Task: Whenever the word "title" appears in a line of the data below, copy that line.

(Records from a data collection)

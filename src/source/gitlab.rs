//! GitLab REST v4 client.
//!
//! Implements [`DiffSource`] over the merge request endpoints and
//! [`ReportSink`] over the notes endpoint. All requests carry the
//! `PRIVATE-TOKEN` header and a bounded timeout; the note post gets its own,
//! longer bound.

use async_trait::async_trait;
use reqwest::header::{HeaderMap, HeaderValue};
use reqwest::{Client, Response, Url};
use serde::Deserialize;
use std::time::Duration;
use tracing::{debug, info, warn};

use super::{Commit, DiffSource, FileChange, MergeRequest};
use crate::error::{GateError, IntoGateError, Result};
use crate::report::ReportSink;

/// Page size for paginated list endpoints (GitLab's maximum).
const PER_PAGE: &str = "100";

/// Connection settings for one merge request.
#[derive(Debug, Clone)]
pub struct GitLabSettings {
    /// API root, e.g. `https://gitlab.com/api/v4`.
    pub api_url: String,
    /// Personal/project access token.
    pub token: String,
    /// Numeric project id or `group/project` path.
    pub project_id: String,
    /// Merge request IID within the project.
    pub mr_iid: u64,
    /// Timeout for every read request.
    pub read_timeout: Duration,
    /// Timeout for posting the report note.
    pub post_timeout: Duration,
}

impl GitLabSettings {
    /// Settings with the default 30s read and 60s post timeouts.
    pub fn new(
        api_url: impl Into<String>,
        token: impl Into<String>,
        project_id: impl Into<String>,
        mr_iid: u64,
    ) -> Self {
        Self {
            api_url: api_url.into(),
            token: token.into(),
            project_id: project_id.into(),
            mr_iid,
            read_timeout: Duration::from_secs(30),
            post_timeout: Duration::from_secs(60),
        }
    }

    /// Override both timeouts.
    #[must_use]
    pub fn with_timeouts(mut self, read: Duration, post: Duration) -> Self {
        self.read_timeout = read;
        self.post_timeout = post;
        self
    }
}

#[derive(Deserialize)]
struct ApiMergeRequest {
    title: String,
    description: Option<String>,
    #[serde(default)]
    source_branch: String,
}

#[derive(Deserialize)]
struct ApiCommit {
    short_id: String,
    title: String,
    #[serde(default)]
    message: String,
}

#[derive(Deserialize)]
struct ApiChanges {
    #[serde(default)]
    changes: Vec<ApiChange>,
    /// Set when GitLab cut the list at its diff limit.
    #[serde(default)]
    overflow: bool,
}

impl ApiChanges {
    fn into_file_changes(self) -> Vec<FileChange> {
        if self.overflow {
            warn!(
                "GitLab truncated the change list at {} file(s); files beyond the limit are not checked",
                self.changes.len()
            );
        }
        self.changes
            .into_iter()
            .map(|c| FileChange {
                path: c.new_path,
                deleted: c.deleted_file,
            })
            .collect()
    }
}

#[derive(Deserialize)]
struct ApiChange {
    new_path: String,
    #[serde(default)]
    deleted_file: bool,
}

/// GitLab client bound to a single merge request.
pub struct GitLabClient {
    http: Client,
    settings: GitLabSettings,
    base: Url,
}

impl GitLabClient {
    /// Build a client for the given settings.
    ///
    /// # Errors
    ///
    /// Returns a configuration error when the API URL is not a valid base URL,
    /// the token is not a valid header value, or the HTTP client cannot be
    /// constructed.
    pub fn new(settings: GitLabSettings) -> Result<Self> {
        let base = Url::parse(&settings.api_url).map_err(|e| GateError::InvalidConfig {
            field: "gitlab.api_url".to_string(),
            reason: e.to_string(),
        })?;
        if base.cannot_be_a_base() {
            return Err(GateError::InvalidConfig {
                field: "gitlab.api_url".to_string(),
                reason: format!("'{}' cannot be used as a base URL", settings.api_url),
            });
        }

        let mut token = HeaderValue::from_str(&settings.token).map_err(|_| {
            GateError::InvalidConfig {
                field: "token".to_string(),
                reason: "contains characters not allowed in an HTTP header".to_string(),
            }
        })?;
        token.set_sensitive(true);
        let mut headers = HeaderMap::new();
        headers.insert("PRIVATE-TOKEN", token);

        let http = Client::builder()
            .user_agent(concat!("mrgate/", env!("CARGO_PKG_VERSION")))
            .default_headers(headers)
            .timeout(settings.read_timeout)
            .build()
            .map_err(|e| GateError::config(format!("Failed to create HTTP client: {}", e)))?;

        Ok(Self {
            http,
            settings,
            base,
        })
    }

    /// The settings this client was built with.
    #[must_use]
    pub fn settings(&self) -> &GitLabSettings {
        &self.settings
    }

    /// URL for `projects/:id/<segments...>` with every segment encoded.
    ///
    /// Segment encoding turns `group/project` and nested file paths into
    /// single `%2F`-escaped segments as the API requires.
    fn project_url(&self, segments: &[&str]) -> Url {
        let mut url = self.base.clone();
        if let Ok(mut path) = url.path_segments_mut() {
            path.pop_if_empty()
                .push("projects")
                .push(&self.settings.project_id)
                .extend(segments);
        }
        url
    }

    fn mr_url(&self, tail: &[&str]) -> Url {
        let iid = self.settings.mr_iid.to_string();
        let mut segments = vec!["merge_requests", iid.as_str()];
        segments.extend_from_slice(tail);
        self.project_url(&segments)
    }

    async fn get_ok(&self, url: Url, what: &str) -> Result<Response> {
        debug!("GET {}", url);
        let response = self
            .http
            .get(url)
            .send()
            .await
            .into_gate_fetch(what)?;
        ensure_success(response, what).await
    }
}

async fn ensure_success(response: Response, what: &str) -> Result<Response> {
    let status = response.status();
    if status.is_success() {
        return Ok(response);
    }
    let body = response.text().await.unwrap_or_default();
    Err(GateError::fatal_fetch(
        what,
        format!("GitLab returned {}: {}", status, body.trim()),
    ))
}

/// Next page number from GitLab's `x-next-page` header, if any.
fn next_page(response: &Response) -> Option<u32> {
    response
        .headers()
        .get("x-next-page")
        .and_then(|v| v.to_str().ok())
        .and_then(|v| v.trim().parse().ok())
}

#[async_trait]
impl DiffSource for GitLabClient {
    async fn fetch_metadata(&self) -> Result<MergeRequest> {
        let response = self.get_ok(self.mr_url(&[]), "merge request metadata").await?;
        let mr: ApiMergeRequest = response
            .json()
            .await
            .into_gate_fetch("merge request metadata")?;
        Ok(MergeRequest {
            title: mr.title,
            description: mr.description.unwrap_or_default(),
            source_branch: mr.source_branch,
        })
    }

    async fn fetch_commits(&self) -> Result<Vec<Commit>> {
        let mut commits = Vec::new();
        let mut page = 1u32;

        loop {
            let mut url = self.mr_url(&["commits"]);
            url.query_pairs_mut()
                .append_pair("per_page", PER_PAGE)
                .append_pair("page", &page.to_string());

            let response = self.get_ok(url, "commits").await?;
            let next = next_page(&response);
            let batch: Vec<ApiCommit> = response
                .json()
                .await
                .into_gate_fetch("commits")?;

            commits.extend(batch.into_iter().map(|c| Commit {
                short_id: c.short_id,
                title: c.title,
                message: c.message,
            }));

            match next {
                Some(n) if n > page => page = n,
                _ => break,
            }
        }

        debug!("fetched {} commits", commits.len());
        Ok(commits)
    }

    async fn fetch_changed_files(&self) -> Result<Vec<FileChange>> {
        let response = self.get_ok(self.mr_url(&["changes"]), "changed files").await?;
        let body: ApiChanges = response.json().await.into_gate_fetch("changed files")?;
        Ok(body.into_file_changes())
    }

    async fn fetch_file_content(&self, path: &str, git_ref: &str) -> String {
        let mut url = self.project_url(&["repository", "files", path, "raw"]);
        url.query_pairs_mut().append_pair("ref", git_ref);

        let result = async {
            let response = self
                .http
                .get(url)
                .send()
                .await
                .map_err(|e| e.to_string())?;
            let status = response.status();
            if !status.is_success() {
                return Err(format!("GitLab returned {}", status));
            }
            response.text().await.map_err(|e| e.to_string())
        }
        .await;

        match result {
            Ok(content) => content,
            Err(message) => {
                let err = GateError::SoftFetch {
                    path: path.to_string(),
                    git_ref: git_ref.to_string(),
                    message,
                };
                warn!("{}", err);
                String::new()
            }
        }
    }
}

#[async_trait]
impl ReportSink for GitLabClient {
    async fn post_report(&self, body: &str) -> Result<()> {
        let url = self.mr_url(&["notes"]);
        debug!("POST {}", url);

        let response = self
            .http
            .post(url)
            .timeout(self.settings.post_timeout)
            .json(&serde_json::json!({ "body": body }))
            .send()
            .await
            .map_err(|e| GateError::sink_post(e.to_string()))?;

        let status = response.status();
        if !status.is_success() {
            let text = response.text().await.unwrap_or_default();
            return Err(GateError::sink_post(format!(
                "GitLab returned {}: {}",
                status,
                text.trim()
            )));
        }

        info!("posted report to merge request !{}", self.settings.mr_iid);
        Ok(())
    }
}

Answer to this task:
    title: String,
    title: String,
            title: mr.title,
                title: c.title,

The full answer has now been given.